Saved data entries

//! FFprobe inspection of downloaded files.
//!
//! Used as the duration fallback: when the remote probe reports no
//! usable duration the pipeline downloads a capped copy and reads the
//! real duration from the local file.

use serde::Deserialize;
use std::path::Path;
use std::process::Stdio;
use tokio::process::Command;

use crate::error::{MediaError, MediaResult};

/// What the pipeline reads off a local file.
#[derive(Debug, Clone)]
pub struct LocalProbe {
    /// Duration in seconds.
    pub duration: f64,
    /// Width in pixels.
    pub width: u32,
    /// Height in pixels.
    pub height: u32,
    /// File size in bytes.
    pub size_bytes: u64,
}

impl LocalProbe {
    /// Usable duration, treating zero as absent.
    pub fn duration_secs(&self) -> Option<f64> {
        (self.duration > 0.0).then_some(self.duration)
    }
}

/// FFprobe JSON output shape.
#[derive(Debug, Deserialize)]
struct FfprobeOutput {
    format: FfprobeFormat,
    streams: Vec<FfprobeStream>,
}

#[derive(Debug, Deserialize)]
struct FfprobeFormat {
    duration: Option<String>,
    size: Option<String>,
}

#[derive(Debug, Deserialize)]
struct FfprobeStream {
    codec_type: String,
    width: Option<u32>,
    height: Option<u32>,
}

/// Probe a local file.
pub async fn probe_file(path: impl AsRef<Path>) -> MediaResult<LocalProbe> {
    let path = path.as_ref();

    if !path.exists() {
        return Err(MediaError::FileNotFound(path.to_path_buf()));
    }
    which::which("ffprobe").map_err(|_| MediaError::FfprobeNotFound)?;

    let output = Command::new("ffprobe")
        .args([
            "-v",
            "error",
            "-print_format",
            "json",
            "-show_format",
            "-show_streams",
        ])
        .arg(path)
        .stdin(Stdio::null())
        .stdout(Stdio::piped())
        .stderr(Stdio::piped())
        .output()
        .await?;

    if !output.status.success() {
        return Err(MediaError::FfprobeFailed {
            message: format!("ffprobe exited with {}", output.status),
            stderr: Some(String::from_utf8_lossy(&output.stderr).to_string()),
        });
    }

    let probe: FfprobeOutput = serde_json::from_slice(&output.stdout)?;
    parse_probe(probe, path)
}

fn parse_probe(probe: FfprobeOutput, path: &Path) -> MediaResult<LocalProbe> {
    let video = probe
        .streams
        .iter()
        .find(|s| s.codec_type == "video")
        .ok_or_else(|| MediaError::NoVideoStream(path.to_path_buf()))?;

    let duration = probe
        .format
        .duration
        .as_deref()
        .and_then(|d| d.parse::<f64>().ok())
        .unwrap_or(0.0);

    let size_bytes = probe
        .format
        .size
        .as_deref()
        .and_then(|s| s.parse::<u64>().ok())
        .unwrap_or(0);

    Ok(LocalProbe {
        duration,
        width: video.width.unwrap_or(0),
        height: video.height.unwrap_or(0),
        size_bytes,
    })
}

#[cfg(test)]
mod tests {
    use super::*;

    fn doc(json: &str) -> FfprobeOutput {
        serde_json::from_str(json).unwrap()
    }

    #[test]
    fn test_parse_probe() {
        let probe = doc(
            r#"{
                "format": {"duration": "12.480000", "size": "345678"},
                "streams": [
                    {"codec_type": "audio"},
                    {"codec_type": "video", "width": 1280, "height": 720}
                ]
            }"#,
        );
        let info = parse_probe(probe, Path::new("clip.mp4")).unwrap();
        assert!((info.duration - 12.48).abs() < 0.001);
        assert_eq!(info.width, 1280);
        assert_eq!(info.height, 720);
        assert_eq!(info.size_bytes, 345678);
        assert_eq!(info.duration_secs(), Some(12.48));
    }

    #[test]
    fn test_parse_probe_no_video_stream() {
        let probe = doc(r#"{"format": {}, "streams": [{"codec_type": "audio"}]}"#);
        let err = parse_probe(probe, Path::new("audio.m4a")).unwrap_err();
        assert!(matches!(err, MediaError::NoVideoStream(_)));
    }

    #[test]
    fn test_parse_probe_missing_duration() {
        let probe = doc(r#"{"format": {}, "streams": [{"codec_type": "video"}]}"#);
        let info = parse_probe(probe, Path::new("clip.mp4")).unwrap();
        assert_eq!(info.duration_secs(), None);
        assert_eq!(info.size_bytes, 0);
    }

    #[tokio::test]
    async fn test_probe_file_missing() {
        let err = probe_file("/nonexistent/clip.mp4").await.unwrap_err();
        assert!(matches!(err, MediaError::FileNotFound(_)));
    }
}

• Work required:
Scan the records above for the word "LocalProbe". Copy each line that has it.

• Task response:
pub struct LocalProbe {
impl LocalProbe {
pub async fn probe_file(path: impl AsRef<Path>) -> MediaResult<LocalProbe> {
fn parse_probe(probe: FfprobeOutput, path: &Path) -> MediaResult<LocalProbe> {
    Ok(LocalProbe {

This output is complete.